As with many other GenVisR functions we can add a heatmap of clinical data via the parameter clinData which expects a data frame with column names “sample”, “variable”, and “value”. A subset of the clinical data is available to download here, go ahead and load it into R. The clinical data contains information for all samples in the experiment however we are only interested in the discovery cohort, the next step then is to subset our clinical data to only those samples in our main plot. From there we can use melt() to coerce the data frame into the required “long” format and add the clinical data to the proportions plot with the clinData parameter. In order to more closely match the manuscript figure we will also define a custom color pallette and set the number of columns in the legend with the parameters clinVarCol and clinLegCol respectively.

# read in the clinical data
clinicalData <- read.delim("FL_ClinicalData.tsv")

# subset just the discovery cohort
clinicalData <- clinicalData[clinicalData$Simple_name %in% mutationData$sample,]
all(sort(unique(as.character(clinicalData$Simple_name))) == sort(unique(as.character(mutationData$sample))))

# convert to long format
library(reshape2)
clinicalData <- melt(data=clinicalData, id.vars="Simple_name")
colnames(clinicalData) <- c("sample", "variable", "value")

# define a few clinical parameter inputs
clin_colors <- c('0'="lightblue",'1'='dodgerblue2','2'='blue1','3'='darkblue','4'='black','FL'='green3','t-NHL'='darkgreen','Treated'='darkred','TreatmentNaive'='red','NA'='lightgrey')

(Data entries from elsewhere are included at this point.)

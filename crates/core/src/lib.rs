//! Core types and shared functionality for keepsake.
//!
//! This crate provides:
//! - Partitioned response cache with SQLite backend
//! - Size-budget eviction for bounded partitions
//! - Strategy table types
//! - Unified error types
//! - Configuration structures

pub mod cache;
pub mod config;
pub mod error;
pub mod strategy;

pub use cache::{CacheDb, EvictionReport, PartitionKind, RequestKey, ResponseKind, StoredResponse};
pub use config::{AppConfig, ConfigError};
pub use error::Error;
pub use strategy::{ResourceClass, StrategyKind, StrategyTable};
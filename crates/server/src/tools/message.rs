//! post_message tool implementation.
//!
//! Delivers a control message to the engine as a page would via postMessage.

use keepsake_client::{CacheEngine, ControlReply};
use rmcp::{ErrorData as McpError, model::CallToolResult};
use schemars::JsonSchema;
use serde::{Deserialize, Serialize};
use serde_json::Value;

use crate::tools::json_result;

/// Input parameters for the post_message tool.
#[derive(Debug, Clone, Serialize, Deserialize, JsonSchema)]
pub struct PostMessageParams {
    /// Message object with a `type` field: SKIP_WAITING, CACHE_NEW_ASSETS
    /// (with `urls` and `partition`), GET_CACHE_SIZE or CLEAR_CACHE.
    pub message: Value,
}

/// Output structure for the post_message tool.
#[derive(Debug, Clone, Serialize)]
pub struct PostMessageOutput {
    /// Reply sent back to the page; null when the message needs none or was ignored.
    pub reply: Option<ControlReply>,
}

/// Implementation of the post_message tool.
pub async fn post_message_impl(engine: &CacheEngine, params: PostMessageParams) -> Result<CallToolResult, McpError> {
    let reply = engine.handle_message(params.message).await?;
    Ok(json_result(&PostMessageOutput { reply })?)
}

# add the clinical data to the plots
tvtiFreqGrob <- TvTi(mutationData, fileType="MGI", out="grob", type="frequency")
tvtiPropGrob <- TvTi(mutationData, fileType="MGI", out="grob", type="proportion", clinData=clinicalData, clinLegCol = 2, clinVarCol = clin_colors)
finalGrob <- arrangeGrob(tvtiFreqGrob, tvtiPropGrob, ncol=1, heights=c(2, 5))
grid.draw(finalGrob)

re-aligning plots

Up til this point we have glossed over what arrangeGrob() is actually doing however this is no longer a luxury we can afford. In the previous figure we can see that adding the clinical data to our plot has caused our proportion and frequency plots to go out of alignment. This has occurred because the y-axis text in the clinical plot takes up more space than in the frequency plot. Because we added clinical data with GenVisR to the proportion plot those graphics are aligned with each other however TvTi() has no idea the frequency plot exists, it’s added to our graphic after the fact with arrangeGrob(). In order to fix this issue we will need a basic understanding of “grobs”, “TableGrobs”, and “viewports”. First off a grob is just short for “grid graphical object” from the low-level graphics package grid; Think of it as a set of instructions for create a graphical object (i.e. a plot). The graphics library underneath all of ggplot2’s graphical elements are really composed of grob’s because ggplot2 uses grid underneath. A TableGrob is a class from the gtable package and provides an easier way to view and manipulate groups of grobs, it is actually the intermediary between ggplot2 and grid. A “viewport” is a graphics region for which a grob is assigned. We have already been telling GenVisR to output grobs instead of drawing a graphic because we have been using the arrangeGrob() function in gridExtra to arrange and display extra viewports in order to create a final plot. Let’s briefly look at what this actually means, we can show the layout of viewports with the function gtable_show_layout(). In the figure below we have overlayed this layout on to our plot and have shown the table grob to the right. In the table grob we can see that at the top level our grobs are compsed of 2 vertical elements and 1 horizontal elements. The column z corresponds to the order of plot layers, and cells corresponds to the viewport coordinates. So we can see that the grob listed in row 1 is plotted first and is located on the viewport spanning vertical elemnents 1-1 and horizontal elements 1-1 and thus on our layout is in the viewport (1, 1).

# load the gtable library
library(gtable)

# visualize the viewports of our plot
gtable_show_layout(finalGrob)

Pretty simple right? But not so fast the table grob in finalGrob is a little over simplified on the surface. It is true that our plot is composed of two final grobs however each grob is made up of lists of grobs in the table grob all the way down to the individual base elements which make up the plot. In the figure below we illustrate the second layer of these lists. To re-align the plots we’ll need to peel back the layers until we can acess the original grobs from ggplot2. We will then need to obtain the widths of each of these elements, find the max width with unit.pmax(), and re-assign the width of each as these grobs using the max width.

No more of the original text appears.